Your assignment:
Starting with the line that contains "let mut last: Option<Frame> = None;" and stopping after the line that contains "let grid = sim.grid();", return each line below exactly as written, with no others.

....................

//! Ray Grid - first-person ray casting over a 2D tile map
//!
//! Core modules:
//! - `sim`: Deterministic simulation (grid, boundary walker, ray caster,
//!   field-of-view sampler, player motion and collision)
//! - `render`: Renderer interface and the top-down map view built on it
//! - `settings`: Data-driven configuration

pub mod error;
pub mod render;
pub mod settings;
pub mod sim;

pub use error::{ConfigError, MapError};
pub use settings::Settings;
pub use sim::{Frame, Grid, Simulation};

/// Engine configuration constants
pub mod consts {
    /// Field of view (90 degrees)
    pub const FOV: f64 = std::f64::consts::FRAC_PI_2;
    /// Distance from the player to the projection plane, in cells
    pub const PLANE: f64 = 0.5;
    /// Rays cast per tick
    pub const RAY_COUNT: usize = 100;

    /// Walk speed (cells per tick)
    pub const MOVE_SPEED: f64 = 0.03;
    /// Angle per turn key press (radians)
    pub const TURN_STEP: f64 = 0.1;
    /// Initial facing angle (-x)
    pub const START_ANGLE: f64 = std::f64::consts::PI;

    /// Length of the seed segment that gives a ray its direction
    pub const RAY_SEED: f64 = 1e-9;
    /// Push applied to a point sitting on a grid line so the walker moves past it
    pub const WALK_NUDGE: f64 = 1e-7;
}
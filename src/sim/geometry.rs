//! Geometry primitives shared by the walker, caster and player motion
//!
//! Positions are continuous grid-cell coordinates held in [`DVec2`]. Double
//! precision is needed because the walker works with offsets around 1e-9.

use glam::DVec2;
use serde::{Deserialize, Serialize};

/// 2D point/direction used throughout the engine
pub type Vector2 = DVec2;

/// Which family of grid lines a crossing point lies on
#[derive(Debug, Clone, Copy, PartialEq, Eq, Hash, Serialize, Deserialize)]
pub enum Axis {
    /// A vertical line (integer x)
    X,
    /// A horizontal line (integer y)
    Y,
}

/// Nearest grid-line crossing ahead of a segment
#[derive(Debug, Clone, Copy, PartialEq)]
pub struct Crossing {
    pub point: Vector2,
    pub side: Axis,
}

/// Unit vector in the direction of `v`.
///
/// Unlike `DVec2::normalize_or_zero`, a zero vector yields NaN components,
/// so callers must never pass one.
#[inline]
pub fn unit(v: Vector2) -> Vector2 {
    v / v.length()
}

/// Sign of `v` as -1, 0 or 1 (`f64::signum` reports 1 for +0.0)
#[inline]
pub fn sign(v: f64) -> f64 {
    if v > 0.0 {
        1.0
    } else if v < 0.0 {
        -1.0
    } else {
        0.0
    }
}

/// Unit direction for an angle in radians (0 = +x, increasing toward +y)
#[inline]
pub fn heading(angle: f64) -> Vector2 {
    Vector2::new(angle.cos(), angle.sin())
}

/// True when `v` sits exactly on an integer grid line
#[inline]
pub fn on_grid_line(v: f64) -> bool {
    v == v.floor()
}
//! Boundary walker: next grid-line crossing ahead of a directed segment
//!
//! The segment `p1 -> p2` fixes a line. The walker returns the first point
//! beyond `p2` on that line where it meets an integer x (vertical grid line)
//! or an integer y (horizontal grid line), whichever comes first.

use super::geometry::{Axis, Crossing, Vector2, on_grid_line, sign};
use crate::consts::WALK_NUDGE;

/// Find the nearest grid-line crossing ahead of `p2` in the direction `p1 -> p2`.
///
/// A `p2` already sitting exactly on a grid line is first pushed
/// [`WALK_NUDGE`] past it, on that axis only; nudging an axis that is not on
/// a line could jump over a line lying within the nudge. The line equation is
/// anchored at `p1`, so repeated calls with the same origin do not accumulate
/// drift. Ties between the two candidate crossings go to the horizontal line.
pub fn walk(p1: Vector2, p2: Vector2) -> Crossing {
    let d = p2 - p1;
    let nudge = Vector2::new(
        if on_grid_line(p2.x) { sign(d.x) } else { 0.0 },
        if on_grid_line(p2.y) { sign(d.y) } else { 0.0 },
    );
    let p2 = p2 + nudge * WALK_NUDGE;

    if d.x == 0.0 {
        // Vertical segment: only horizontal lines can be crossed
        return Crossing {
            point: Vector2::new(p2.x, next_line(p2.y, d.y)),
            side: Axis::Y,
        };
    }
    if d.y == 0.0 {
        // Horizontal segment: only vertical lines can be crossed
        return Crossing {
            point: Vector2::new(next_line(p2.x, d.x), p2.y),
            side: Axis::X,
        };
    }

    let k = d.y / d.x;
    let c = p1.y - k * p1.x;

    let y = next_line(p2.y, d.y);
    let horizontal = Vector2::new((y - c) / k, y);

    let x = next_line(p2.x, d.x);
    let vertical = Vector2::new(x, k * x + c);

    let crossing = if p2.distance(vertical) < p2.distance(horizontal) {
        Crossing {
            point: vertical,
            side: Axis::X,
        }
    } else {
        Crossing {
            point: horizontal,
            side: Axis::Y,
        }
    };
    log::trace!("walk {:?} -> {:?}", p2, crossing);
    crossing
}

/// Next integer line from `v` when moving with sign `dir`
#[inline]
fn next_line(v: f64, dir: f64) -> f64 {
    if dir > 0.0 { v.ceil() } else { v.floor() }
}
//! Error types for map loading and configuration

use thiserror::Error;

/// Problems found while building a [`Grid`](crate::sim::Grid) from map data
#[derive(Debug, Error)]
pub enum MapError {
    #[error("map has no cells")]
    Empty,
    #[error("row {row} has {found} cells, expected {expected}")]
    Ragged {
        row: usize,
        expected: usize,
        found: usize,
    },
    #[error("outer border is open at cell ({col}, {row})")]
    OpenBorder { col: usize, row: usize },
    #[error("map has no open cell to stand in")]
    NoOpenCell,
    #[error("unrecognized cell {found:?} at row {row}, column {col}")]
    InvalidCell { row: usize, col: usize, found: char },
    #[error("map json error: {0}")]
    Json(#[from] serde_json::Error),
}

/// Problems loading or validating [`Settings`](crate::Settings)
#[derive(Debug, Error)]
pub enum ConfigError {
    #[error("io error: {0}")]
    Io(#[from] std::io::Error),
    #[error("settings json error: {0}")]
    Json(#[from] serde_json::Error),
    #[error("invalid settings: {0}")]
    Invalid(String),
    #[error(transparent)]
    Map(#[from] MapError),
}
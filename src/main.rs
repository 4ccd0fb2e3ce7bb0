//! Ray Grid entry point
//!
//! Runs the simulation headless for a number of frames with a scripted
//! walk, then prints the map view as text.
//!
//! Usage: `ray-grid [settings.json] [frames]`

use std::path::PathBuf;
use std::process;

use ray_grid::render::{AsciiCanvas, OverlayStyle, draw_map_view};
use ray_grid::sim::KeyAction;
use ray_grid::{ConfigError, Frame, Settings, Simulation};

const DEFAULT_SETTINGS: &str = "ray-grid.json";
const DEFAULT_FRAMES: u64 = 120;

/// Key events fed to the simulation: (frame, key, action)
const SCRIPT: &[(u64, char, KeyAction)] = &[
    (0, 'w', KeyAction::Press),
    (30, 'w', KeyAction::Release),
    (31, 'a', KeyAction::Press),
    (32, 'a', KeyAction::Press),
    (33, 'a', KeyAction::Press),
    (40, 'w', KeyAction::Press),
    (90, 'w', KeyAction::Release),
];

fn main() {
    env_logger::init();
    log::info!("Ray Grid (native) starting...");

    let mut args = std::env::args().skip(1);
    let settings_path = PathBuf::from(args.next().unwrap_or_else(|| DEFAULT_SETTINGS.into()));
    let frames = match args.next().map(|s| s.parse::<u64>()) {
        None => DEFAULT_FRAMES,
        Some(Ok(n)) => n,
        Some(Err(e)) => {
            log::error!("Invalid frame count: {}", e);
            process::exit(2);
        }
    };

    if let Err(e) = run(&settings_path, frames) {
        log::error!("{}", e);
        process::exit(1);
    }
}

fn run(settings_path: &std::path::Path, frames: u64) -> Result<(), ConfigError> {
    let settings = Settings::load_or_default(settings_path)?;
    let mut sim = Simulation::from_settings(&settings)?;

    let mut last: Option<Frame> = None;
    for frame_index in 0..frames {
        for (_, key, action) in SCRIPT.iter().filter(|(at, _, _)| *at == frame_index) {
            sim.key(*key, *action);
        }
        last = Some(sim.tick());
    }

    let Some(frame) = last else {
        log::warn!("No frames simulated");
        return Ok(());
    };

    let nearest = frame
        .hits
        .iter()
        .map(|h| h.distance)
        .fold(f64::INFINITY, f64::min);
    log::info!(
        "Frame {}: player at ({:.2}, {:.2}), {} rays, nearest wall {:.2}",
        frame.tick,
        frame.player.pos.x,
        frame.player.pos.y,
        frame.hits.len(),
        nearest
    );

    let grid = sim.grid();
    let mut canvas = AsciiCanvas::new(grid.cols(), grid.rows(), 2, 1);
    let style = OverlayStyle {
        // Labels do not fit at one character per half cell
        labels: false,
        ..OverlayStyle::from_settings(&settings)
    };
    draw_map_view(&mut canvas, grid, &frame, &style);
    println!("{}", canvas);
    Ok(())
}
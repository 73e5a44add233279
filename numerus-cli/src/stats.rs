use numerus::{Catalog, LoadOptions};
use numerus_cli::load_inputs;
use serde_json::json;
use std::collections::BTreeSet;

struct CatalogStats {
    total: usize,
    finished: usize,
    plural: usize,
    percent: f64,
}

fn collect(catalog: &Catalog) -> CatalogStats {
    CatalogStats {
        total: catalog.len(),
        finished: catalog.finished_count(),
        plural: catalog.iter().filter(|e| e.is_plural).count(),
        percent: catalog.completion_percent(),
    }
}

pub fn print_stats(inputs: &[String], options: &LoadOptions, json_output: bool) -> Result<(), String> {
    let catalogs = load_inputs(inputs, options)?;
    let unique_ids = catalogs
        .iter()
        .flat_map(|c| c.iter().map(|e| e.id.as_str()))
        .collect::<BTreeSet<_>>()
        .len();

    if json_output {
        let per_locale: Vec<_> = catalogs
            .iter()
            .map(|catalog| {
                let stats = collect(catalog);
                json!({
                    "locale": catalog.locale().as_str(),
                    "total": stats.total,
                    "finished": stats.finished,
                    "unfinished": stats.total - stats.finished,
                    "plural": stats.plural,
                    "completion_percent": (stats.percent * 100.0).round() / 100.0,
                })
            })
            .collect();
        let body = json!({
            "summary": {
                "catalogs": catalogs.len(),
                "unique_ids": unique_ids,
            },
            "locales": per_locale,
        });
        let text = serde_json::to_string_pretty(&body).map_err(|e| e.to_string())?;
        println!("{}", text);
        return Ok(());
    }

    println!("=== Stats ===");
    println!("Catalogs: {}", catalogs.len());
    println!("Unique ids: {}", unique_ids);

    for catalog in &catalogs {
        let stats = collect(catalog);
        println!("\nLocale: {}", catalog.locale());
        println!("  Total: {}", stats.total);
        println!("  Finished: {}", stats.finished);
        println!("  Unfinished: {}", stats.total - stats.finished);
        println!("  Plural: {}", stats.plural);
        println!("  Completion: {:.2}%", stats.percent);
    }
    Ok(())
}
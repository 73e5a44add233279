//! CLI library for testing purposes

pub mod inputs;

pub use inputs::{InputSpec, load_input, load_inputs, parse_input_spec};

....................

Solution:
    let mut last: Option<Frame> = None;
    for frame_index in 0..frames {
        for (_, key, action) in SCRIPT.iter().filter(|(at, _, _)| *at == frame_index) {
            sim.key(*key, *action);
        }
        last = Some(sim.tick());
    }

    let Some(frame) = last else {
        log::warn!("No frames simulated");
        return Ok(());
    };

    let nearest = frame
        .hits
        .iter()
        .map(|h| h.distance)
        .fold(f64::INFINITY, f64::min);
    log::info!(
        "Frame {}: player at ({:.2}, {:.2}), {} rays, nearest wall {:.2}",
        frame.tick,
        frame.player.pos.x,
        frame.player.pos.y,
        frame.hits.len(),
        nearest
    );

    let grid = sim.grid();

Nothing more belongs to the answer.